Directions for this task
Report, in full, each line of the material below in which the string "block" occurs.
——
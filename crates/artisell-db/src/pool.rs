//! # Database Pool Management
//!
//! Connection pool creation and configuration for SQLite.
//!
//! ## Architecture
//! ```text
//! ┌─────────────────────────────────────────────────────────────────────────┐
//! │                      Database Connection Pool                           │
//! │                                                                         │
//! │  Service Startup                                                       │
//! │       │                                                                 │
//! │       ▼                                                                 │
//! │  DbConfig::new(path) ← Configure pool settings                         │
//! │       │                                                                 │
//! │       ▼                                                                 │
//! │  Database::new(config).await ← Create pool + run migrations            │
//! │       │                                                                 │
//! │       ▼                                                                 │
//! │  ┌─────────────────────────────────────────┐                           │
//! │  │            SqlitePool                    │                           │
//! │  │  ┌─────┐ ┌─────┐ ┌─────┐ ┌─────┐       │                           │
//! │  │  │Conn1│ │Conn2│ │Conn3│ │Conn4│ ...   │  (max_connections)        │
//! │  │  └─────┘ └─────┘ └─────┘ └─────┘       │                           │
//! │  └─────────────────────────────────────────┘                           │
//! │       │                                                                 │
//! │       │ Concurrent access from service calls                           │
//! │       ▼                                                                 │
//! │  Request 1 ──► uses Conn1                                              │
//! │  Request 2 ──► uses Conn2                                              │
//! │  (Requests can run in parallel with different connections)             │
//! │                                                                         │
//! └─────────────────────────────────────────────────────────────────────────┘
//! ```
//!
//! ## WAL Mode
//! SQLite WAL (Write-Ahead Logging) mode is enabled for:
//! - Better concurrent read performance
//! - Readers don't block writers
//! - Writers don't block readers
//! - Better crash recovery

use sqlx::sqlite::{SqliteConnectOptions, SqliteJournalMode, SqlitePoolOptions, SqliteSynchronous};
use sqlx::SqlitePool;
use std::path::PathBuf;
use std::str::FromStr;
use std::time::Duration;
use tracing::{debug, info};

use crate::error::{DbError, DbResult};
use crate::migrations;
use crate::repository::favorite::FavoriteRepository;
use crate::repository::order::OrderRepository;
use crate::repository::product::ProductRepository;
use crate::repository::user::UserRepository;

// =============================================================================
// Configuration
// =============================================================================

/// Database configuration.
///
/// ## Example
/// ```rust,ignore
/// let config = DbConfig::new("/path/to/artisell.db")
///     .max_connections(5)
///     .min_connections(1);
/// ```
#[derive(Debug, Clone)]
pub struct DbConfig {
    /// Path to the SQLite database file.
    pub database_path: PathBuf,

    /// Maximum number of connections in the pool.
    /// Default: 5 (sufficient for a single storefront node)
    pub max_connections: u32,

    /// Minimum number of connections to keep alive.
    /// Default: 1
    pub min_connections: u32,

    /// Connection timeout duration.
    /// Default: 30 seconds
    pub connect_timeout: Duration,

    /// Idle timeout before closing a connection.
    /// Default: 10 minutes
    pub idle_timeout: Duration,

    /// Whether to run migrations on connect.
    /// Default: true
    pub run_migrations: bool,
}

impl DbConfig {
    /// Creates a new database configuration with the given path.
    ///
    /// ## Arguments
    /// * `path` - Path to the SQLite database file. Will be created if it doesn't exist.
    pub fn new(path: impl Into<PathBuf>) -> Self {
        DbConfig {
            database_path: path.into(),
            max_connections: 5,
            min_connections: 1,
            connect_timeout: Duration::from_secs(30),
            idle_timeout: Duration::from_secs(600),
            run_migrations: true,
        }
    }

    /// Sets the maximum number of connections.
    pub fn max_connections(mut self, max: u32) -> Self {
        self.max_connections = max;
        self
    }

    /// Sets the minimum number of connections.
    pub fn min_connections(mut self, min: u32) -> Self {
        self.min_connections = min;
        self
    }

    /// Sets the connection timeout.
    pub fn connect_timeout(mut self, timeout: Duration) -> Self {
        self.connect_timeout = timeout;
        self
    }

    /// Sets whether to run migrations on connect.
    pub fn run_migrations(mut self, run: bool) -> Self {
        self.run_migrations = run;
        self
    }

    /// Creates an in-memory database configuration (for testing).
    ///
    /// ## Usage
    /// ```rust,ignore
    /// let config = DbConfig::in_memory();
    /// let db = Database::new(config).await?;
    /// // Database is isolated, perfect for tests
    /// ```
    pub fn in_memory() -> Self {
        DbConfig {
            database_path: PathBuf::from(":memory:"),
            max_connections: 1, // In-memory requires single connection
            min_connections: 1,
            connect_timeout: Duration::from_secs(5),
            idle_timeout: Duration::from_secs(60),
            run_migrations: true,
        }
    }
}

// =============================================================================
// Database
// =============================================================================

/// Main database handle providing repository access.
///
/// Cheap to clone (wraps a pooled connection set); the store layer holds
/// one and hands out repositories per call.
///
/// ## Usage
/// ```rust,ignore
/// let db = Database::new(DbConfig::new("./artisell.db")).await?;
/// let product = db.products().get_by_id("uuid-here").await?;
/// let order = db.orders().get_by_id("uuid-here").await?;
/// ```
#[derive(Debug, Clone)]
pub struct Database {
    /// The SQLite connection pool.
    pool: SqlitePool,
}

impl Database {
    /// Creates a new database connection pool.
    ///
    /// ## What This Does
    /// 1. Creates the database file if it doesn't exist
    /// 2. Configures SQLite:
    ///    - WAL mode for concurrent reads
    ///    - NORMAL synchronous (balance of safety/speed)
    ///    - Foreign keys enabled (order_items → orders/products integrity)
    /// 3. Creates the connection pool
    /// 4. Runs migrations (if enabled)
    ///
    /// ## Returns
    /// * `Ok(Database)` - Ready-to-use database handle
    /// * `Err(DbError)` - Connection or migration failed
    pub async fn new(config: DbConfig) -> DbResult<Self> {
        info!(
            path = %config.database_path.display(),
            "Initializing database connection"
        );

        // Build connection options
        // sqlite://path creates file if not exists
        let connect_url = format!("sqlite://{}?mode=rwc", config.database_path.display());

        let connect_options = SqliteConnectOptions::from_str(&connect_url)
            .map_err(|e| DbError::ConnectionFailed(e.to_string()))?
            // WAL mode: Better concurrent read performance
            // Readers don't block writers, writers don't block readers
            .journal_mode(SqliteJournalMode::Wal)
            // NORMAL synchronous: Good balance of durability and speed
            // Data is safe from corruption, may lose last transaction on crash
            .synchronous(SqliteSynchronous::Normal)
            // Enable foreign key constraints
            // SQLite has them disabled by default for backwards compatibility
            .foreign_keys(true)
            // Create file if it doesn't exist
            .create_if_missing(true);

        debug!("Connection options configured");

        // Build the pool
        let pool = SqlitePoolOptions::new()
            .max_connections(config.max_connections)
            .min_connections(config.min_connections)
            .acquire_timeout(config.connect_timeout)
            .idle_timeout(Some(config.idle_timeout))
            .connect_with(connect_options)
            .await
            .map_err(|e| DbError::ConnectionFailed(e.to_string()))?;

        info!(
            max_connections = config.max_connections,
            "Database pool created"
        );

        let db = Database { pool };

        // Run migrations if enabled
        if config.run_migrations {
            db.run_migrations().await?;
        }

        Ok(db)
    }

    /// Runs database migrations.
    ///
    /// ## When To Call
    /// - Automatically called by `new()` if `run_migrations` is true
    /// - Manually call when migrations are disabled in config
    pub async fn run_migrations(&self) -> DbResult<()> {
        info!("Running database migrations");
        migrations::run_migrations(&self.pool).await?;
        info!("Migrations complete");
        Ok(())
    }

    /// Returns a reference to the connection pool.
    ///
    /// ## Usage
    /// For advanced queries not covered by repositories.
    /// Prefer using repository methods when available.
    pub fn pool(&self) -> &SqlitePool {
        &self.pool
    }

    /// Returns the product repository.
    ///
    /// ## Example
    /// ```rust,ignore
    /// let featured = db.products().list(Some(3), true).await?;
    /// ```
    pub fn products(&self) -> ProductRepository {
        ProductRepository::new(self.pool.clone())
    }

    /// Returns the order repository.
    pub fn orders(&self) -> OrderRepository {
        OrderRepository::new(self.pool.clone())
    }

    /// Returns the user repository.
    pub fn users(&self) -> UserRepository {
        UserRepository::new(self.pool.clone())
    }

    /// Returns the favorites repository.
    pub fn favorites(&self) -> FavoriteRepository {
        FavoriteRepository::new(self.pool.clone())
    }

    /// Closes the database connection pool.
    ///
    /// ## When To Call
    /// - On application shutdown
    ///
    /// ## Note
    /// After calling close, all repository operations will fail.
    pub async fn close(&self) {
        info!("Closing database connection pool");
        self.pool.close().await;
    }

    /// Checks if the database is healthy (can execute queries).
    pub async fn health_check(&self) -> bool {
        sqlx::query("SELECT 1").execute(&self.pool).await.is_ok()
    }
}

// =============================================================================
// Unit Tests
// =============================================================================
——
Your response
//! - Readers don't block writers
//! - Writers don't block readers
            // Readers don't block writers, writers don't block readers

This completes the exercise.